*** Block opens ***

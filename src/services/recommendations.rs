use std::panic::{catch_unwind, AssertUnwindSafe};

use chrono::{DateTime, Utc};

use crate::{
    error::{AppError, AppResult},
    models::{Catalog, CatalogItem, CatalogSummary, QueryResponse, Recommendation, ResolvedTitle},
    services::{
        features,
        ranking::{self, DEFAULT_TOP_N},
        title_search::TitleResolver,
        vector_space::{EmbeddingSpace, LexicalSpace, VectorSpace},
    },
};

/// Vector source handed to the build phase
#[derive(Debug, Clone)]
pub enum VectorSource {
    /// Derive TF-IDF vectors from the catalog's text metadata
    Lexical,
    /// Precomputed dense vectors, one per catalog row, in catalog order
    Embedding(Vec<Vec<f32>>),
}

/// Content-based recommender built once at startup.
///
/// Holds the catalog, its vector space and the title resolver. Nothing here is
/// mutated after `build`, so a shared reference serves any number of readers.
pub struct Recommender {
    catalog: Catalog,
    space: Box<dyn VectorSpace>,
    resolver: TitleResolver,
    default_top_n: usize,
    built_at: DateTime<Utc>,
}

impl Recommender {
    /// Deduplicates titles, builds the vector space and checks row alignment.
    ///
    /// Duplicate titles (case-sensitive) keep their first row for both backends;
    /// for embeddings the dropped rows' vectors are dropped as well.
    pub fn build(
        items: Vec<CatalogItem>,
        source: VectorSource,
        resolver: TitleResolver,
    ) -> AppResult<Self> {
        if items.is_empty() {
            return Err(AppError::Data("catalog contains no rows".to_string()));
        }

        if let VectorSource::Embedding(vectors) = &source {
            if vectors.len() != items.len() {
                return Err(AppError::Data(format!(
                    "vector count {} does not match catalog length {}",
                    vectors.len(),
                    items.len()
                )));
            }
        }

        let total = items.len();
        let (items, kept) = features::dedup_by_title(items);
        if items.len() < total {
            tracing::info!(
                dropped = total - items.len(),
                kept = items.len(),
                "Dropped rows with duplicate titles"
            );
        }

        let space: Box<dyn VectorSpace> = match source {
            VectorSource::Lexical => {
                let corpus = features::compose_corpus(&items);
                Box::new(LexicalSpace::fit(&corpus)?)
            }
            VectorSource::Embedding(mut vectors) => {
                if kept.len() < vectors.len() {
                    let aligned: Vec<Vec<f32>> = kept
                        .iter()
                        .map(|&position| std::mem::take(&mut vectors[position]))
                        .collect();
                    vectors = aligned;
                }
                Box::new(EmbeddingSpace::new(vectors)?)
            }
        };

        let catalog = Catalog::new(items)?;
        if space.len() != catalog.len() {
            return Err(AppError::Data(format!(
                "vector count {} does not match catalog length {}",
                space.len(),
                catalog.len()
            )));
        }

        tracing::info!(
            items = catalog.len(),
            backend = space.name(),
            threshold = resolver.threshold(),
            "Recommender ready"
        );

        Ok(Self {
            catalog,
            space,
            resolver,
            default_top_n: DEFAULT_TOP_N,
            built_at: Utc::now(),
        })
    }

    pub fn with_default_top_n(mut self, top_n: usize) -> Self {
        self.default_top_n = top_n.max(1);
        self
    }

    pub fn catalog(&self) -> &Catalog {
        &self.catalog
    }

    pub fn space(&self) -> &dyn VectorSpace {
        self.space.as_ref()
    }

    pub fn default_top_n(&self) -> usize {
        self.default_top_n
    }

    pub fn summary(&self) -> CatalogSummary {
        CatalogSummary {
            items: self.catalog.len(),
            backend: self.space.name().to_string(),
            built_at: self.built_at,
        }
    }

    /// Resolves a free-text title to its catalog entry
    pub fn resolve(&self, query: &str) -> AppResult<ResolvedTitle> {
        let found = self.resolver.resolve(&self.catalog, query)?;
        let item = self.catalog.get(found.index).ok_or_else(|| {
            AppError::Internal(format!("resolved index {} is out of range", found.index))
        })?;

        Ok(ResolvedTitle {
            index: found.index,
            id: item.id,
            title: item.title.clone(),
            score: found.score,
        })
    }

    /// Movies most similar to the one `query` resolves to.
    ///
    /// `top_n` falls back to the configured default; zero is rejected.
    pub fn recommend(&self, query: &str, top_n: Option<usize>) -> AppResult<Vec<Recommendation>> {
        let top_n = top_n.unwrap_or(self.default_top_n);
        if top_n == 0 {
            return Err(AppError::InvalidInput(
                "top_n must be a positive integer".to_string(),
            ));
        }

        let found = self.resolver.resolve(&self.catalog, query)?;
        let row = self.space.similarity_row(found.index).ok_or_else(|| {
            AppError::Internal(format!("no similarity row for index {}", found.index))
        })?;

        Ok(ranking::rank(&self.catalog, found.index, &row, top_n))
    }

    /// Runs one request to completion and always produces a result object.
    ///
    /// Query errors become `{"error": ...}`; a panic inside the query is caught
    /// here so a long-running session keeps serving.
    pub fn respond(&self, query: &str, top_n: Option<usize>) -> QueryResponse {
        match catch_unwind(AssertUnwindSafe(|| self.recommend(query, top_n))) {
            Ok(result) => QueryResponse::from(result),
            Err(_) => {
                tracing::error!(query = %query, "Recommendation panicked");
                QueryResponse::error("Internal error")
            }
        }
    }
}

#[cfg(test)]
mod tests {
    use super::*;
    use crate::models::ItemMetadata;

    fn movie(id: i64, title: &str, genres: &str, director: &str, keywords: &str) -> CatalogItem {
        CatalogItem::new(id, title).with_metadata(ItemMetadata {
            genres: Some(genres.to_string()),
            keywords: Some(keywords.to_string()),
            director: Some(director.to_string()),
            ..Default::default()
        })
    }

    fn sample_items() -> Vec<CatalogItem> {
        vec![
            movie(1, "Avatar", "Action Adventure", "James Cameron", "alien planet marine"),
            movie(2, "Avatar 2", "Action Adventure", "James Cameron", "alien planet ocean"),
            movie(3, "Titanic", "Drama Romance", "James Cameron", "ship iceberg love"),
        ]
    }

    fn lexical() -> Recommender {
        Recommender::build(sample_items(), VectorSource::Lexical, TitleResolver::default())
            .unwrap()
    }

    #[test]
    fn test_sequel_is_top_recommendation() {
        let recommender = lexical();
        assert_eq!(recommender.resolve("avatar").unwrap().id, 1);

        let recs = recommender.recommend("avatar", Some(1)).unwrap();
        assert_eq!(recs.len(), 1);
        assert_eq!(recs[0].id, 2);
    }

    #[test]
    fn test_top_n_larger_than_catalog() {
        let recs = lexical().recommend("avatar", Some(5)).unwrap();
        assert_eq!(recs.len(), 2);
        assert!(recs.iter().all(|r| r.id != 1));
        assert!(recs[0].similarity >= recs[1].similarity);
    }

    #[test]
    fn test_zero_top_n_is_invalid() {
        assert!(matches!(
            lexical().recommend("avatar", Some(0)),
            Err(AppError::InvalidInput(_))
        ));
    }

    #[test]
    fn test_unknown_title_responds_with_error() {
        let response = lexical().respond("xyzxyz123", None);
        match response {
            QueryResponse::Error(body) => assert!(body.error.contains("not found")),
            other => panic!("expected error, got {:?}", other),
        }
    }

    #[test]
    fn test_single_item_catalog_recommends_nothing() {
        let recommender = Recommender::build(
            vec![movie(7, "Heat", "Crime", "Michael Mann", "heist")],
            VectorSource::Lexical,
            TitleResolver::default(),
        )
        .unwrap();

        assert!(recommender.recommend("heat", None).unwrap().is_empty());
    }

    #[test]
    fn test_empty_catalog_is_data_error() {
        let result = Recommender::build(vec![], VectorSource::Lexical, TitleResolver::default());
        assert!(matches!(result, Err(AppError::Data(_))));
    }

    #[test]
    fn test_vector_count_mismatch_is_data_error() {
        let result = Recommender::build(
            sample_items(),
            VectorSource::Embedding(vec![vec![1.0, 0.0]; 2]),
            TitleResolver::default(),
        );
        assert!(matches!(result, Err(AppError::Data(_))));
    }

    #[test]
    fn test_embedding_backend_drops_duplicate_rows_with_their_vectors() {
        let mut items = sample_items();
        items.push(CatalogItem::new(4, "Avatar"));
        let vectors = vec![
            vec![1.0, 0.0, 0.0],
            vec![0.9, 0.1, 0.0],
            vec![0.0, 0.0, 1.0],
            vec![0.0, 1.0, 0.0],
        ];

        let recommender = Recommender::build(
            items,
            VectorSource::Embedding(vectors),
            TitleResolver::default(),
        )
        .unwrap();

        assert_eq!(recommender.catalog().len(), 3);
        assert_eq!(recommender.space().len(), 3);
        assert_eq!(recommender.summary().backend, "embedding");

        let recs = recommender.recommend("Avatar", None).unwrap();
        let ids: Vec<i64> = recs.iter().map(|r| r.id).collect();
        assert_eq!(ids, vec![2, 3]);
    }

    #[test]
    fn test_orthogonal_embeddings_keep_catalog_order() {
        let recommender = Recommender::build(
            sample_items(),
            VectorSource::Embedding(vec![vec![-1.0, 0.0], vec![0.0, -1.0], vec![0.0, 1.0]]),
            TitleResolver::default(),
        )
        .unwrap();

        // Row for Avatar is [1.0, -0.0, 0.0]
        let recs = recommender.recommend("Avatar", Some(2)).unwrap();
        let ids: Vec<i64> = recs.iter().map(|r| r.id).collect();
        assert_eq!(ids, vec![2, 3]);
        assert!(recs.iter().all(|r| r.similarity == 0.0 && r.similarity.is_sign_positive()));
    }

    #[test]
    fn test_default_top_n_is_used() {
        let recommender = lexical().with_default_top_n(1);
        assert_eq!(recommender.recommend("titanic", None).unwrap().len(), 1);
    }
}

*** Block closes ***

- [EXERCISE DIRECTIONS]: Go through the entries and copy every line with "does".

- [RESPONSE AREA]:
                    "vector count {} does not match catalog length {}",
                "vector count {} does not match catalog length {}",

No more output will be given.